» **What to work on**
Extract each line from the entries below that has the string "services" in it.

Stored data
- Opening Delimiter -

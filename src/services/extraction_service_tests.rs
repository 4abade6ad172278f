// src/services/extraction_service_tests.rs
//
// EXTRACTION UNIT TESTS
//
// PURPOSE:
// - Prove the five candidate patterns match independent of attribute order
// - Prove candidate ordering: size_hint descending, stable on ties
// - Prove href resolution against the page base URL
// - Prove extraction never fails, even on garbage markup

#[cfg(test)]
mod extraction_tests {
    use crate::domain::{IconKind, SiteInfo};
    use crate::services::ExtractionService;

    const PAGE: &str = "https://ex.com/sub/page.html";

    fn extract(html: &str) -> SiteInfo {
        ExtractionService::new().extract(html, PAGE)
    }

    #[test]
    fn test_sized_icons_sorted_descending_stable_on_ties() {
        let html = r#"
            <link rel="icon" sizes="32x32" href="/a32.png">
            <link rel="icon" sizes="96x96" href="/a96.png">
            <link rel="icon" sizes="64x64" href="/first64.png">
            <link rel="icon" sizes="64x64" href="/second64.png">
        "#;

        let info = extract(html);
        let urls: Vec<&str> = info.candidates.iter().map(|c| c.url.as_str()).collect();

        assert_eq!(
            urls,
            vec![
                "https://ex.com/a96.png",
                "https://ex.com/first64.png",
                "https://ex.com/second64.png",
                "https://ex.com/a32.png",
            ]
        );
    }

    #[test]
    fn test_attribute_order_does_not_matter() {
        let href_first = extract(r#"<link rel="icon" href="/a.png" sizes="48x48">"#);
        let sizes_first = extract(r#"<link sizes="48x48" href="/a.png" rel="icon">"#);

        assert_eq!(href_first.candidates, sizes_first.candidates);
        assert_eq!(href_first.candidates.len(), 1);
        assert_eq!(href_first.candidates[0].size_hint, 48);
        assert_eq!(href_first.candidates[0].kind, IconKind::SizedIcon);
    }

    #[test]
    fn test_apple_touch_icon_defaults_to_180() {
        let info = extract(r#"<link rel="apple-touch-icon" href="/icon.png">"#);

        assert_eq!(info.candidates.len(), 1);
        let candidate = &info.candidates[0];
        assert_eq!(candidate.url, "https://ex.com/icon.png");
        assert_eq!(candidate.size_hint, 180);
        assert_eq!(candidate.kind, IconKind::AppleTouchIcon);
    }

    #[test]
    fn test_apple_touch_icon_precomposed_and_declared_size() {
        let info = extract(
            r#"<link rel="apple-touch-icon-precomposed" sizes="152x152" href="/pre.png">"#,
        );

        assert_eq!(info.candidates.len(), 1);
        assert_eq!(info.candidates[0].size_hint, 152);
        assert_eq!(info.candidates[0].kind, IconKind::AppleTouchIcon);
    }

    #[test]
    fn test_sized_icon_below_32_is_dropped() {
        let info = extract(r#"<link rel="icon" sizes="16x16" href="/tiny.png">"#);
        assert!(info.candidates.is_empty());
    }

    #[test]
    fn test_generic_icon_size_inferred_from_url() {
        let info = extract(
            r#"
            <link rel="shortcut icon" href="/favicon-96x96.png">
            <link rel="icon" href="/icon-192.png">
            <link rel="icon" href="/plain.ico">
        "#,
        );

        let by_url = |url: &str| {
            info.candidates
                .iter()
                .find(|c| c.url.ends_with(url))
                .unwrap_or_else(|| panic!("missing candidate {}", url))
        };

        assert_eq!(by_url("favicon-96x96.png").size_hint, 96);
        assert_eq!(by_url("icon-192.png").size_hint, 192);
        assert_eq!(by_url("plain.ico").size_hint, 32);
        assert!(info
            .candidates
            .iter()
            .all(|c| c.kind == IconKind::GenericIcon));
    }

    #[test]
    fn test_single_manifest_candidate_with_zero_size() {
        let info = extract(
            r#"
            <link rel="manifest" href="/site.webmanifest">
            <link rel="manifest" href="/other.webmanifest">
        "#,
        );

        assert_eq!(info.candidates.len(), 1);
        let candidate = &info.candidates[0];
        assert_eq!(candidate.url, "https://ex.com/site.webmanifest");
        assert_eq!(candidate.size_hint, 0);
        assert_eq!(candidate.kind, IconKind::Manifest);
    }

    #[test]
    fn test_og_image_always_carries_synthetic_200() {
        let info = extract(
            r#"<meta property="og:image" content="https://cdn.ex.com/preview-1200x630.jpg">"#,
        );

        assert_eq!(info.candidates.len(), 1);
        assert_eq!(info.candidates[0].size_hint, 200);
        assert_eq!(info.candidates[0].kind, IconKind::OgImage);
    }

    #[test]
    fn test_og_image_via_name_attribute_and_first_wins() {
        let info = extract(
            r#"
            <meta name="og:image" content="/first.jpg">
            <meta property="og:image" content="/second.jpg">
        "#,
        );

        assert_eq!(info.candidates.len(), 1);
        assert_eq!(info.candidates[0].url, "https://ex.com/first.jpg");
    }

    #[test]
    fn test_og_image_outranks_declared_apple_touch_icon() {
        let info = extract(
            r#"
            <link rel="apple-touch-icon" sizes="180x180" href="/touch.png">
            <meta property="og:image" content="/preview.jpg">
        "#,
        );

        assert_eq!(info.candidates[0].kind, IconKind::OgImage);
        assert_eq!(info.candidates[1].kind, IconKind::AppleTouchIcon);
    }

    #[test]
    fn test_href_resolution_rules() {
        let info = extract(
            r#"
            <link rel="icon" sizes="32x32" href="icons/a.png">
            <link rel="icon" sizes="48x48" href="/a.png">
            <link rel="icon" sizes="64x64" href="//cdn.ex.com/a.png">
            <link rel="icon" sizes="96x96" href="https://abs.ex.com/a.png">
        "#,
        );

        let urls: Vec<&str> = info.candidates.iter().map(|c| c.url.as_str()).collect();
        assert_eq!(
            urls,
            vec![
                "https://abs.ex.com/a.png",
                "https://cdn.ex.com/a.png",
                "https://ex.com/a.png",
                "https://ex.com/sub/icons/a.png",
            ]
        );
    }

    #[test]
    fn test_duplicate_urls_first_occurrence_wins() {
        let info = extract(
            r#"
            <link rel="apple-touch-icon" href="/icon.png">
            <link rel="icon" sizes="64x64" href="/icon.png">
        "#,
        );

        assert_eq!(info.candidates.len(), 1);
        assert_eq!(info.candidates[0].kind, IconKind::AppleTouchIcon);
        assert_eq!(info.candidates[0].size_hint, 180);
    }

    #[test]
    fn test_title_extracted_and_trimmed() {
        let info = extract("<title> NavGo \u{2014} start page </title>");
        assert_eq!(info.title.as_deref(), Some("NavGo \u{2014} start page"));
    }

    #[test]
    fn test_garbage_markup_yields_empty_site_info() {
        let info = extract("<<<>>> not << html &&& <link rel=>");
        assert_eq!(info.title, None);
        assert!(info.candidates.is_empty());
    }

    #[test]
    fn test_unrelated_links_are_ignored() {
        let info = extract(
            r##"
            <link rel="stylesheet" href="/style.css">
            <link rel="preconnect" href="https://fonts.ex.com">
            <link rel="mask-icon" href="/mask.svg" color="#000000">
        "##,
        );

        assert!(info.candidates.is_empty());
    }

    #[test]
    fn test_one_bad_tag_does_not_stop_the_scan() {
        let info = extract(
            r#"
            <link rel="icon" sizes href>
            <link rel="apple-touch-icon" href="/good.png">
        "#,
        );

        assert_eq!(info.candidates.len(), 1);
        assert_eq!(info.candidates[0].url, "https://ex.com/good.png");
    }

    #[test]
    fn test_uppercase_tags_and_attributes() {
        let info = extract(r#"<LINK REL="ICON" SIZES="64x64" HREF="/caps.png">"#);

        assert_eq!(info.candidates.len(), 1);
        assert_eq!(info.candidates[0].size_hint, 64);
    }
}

- Closing Delimiter -

» **The answer**
filename src/services/extraction_service_tests.rs
// src/services/extraction_service_tests.rs
    use crate::services::ExtractionService;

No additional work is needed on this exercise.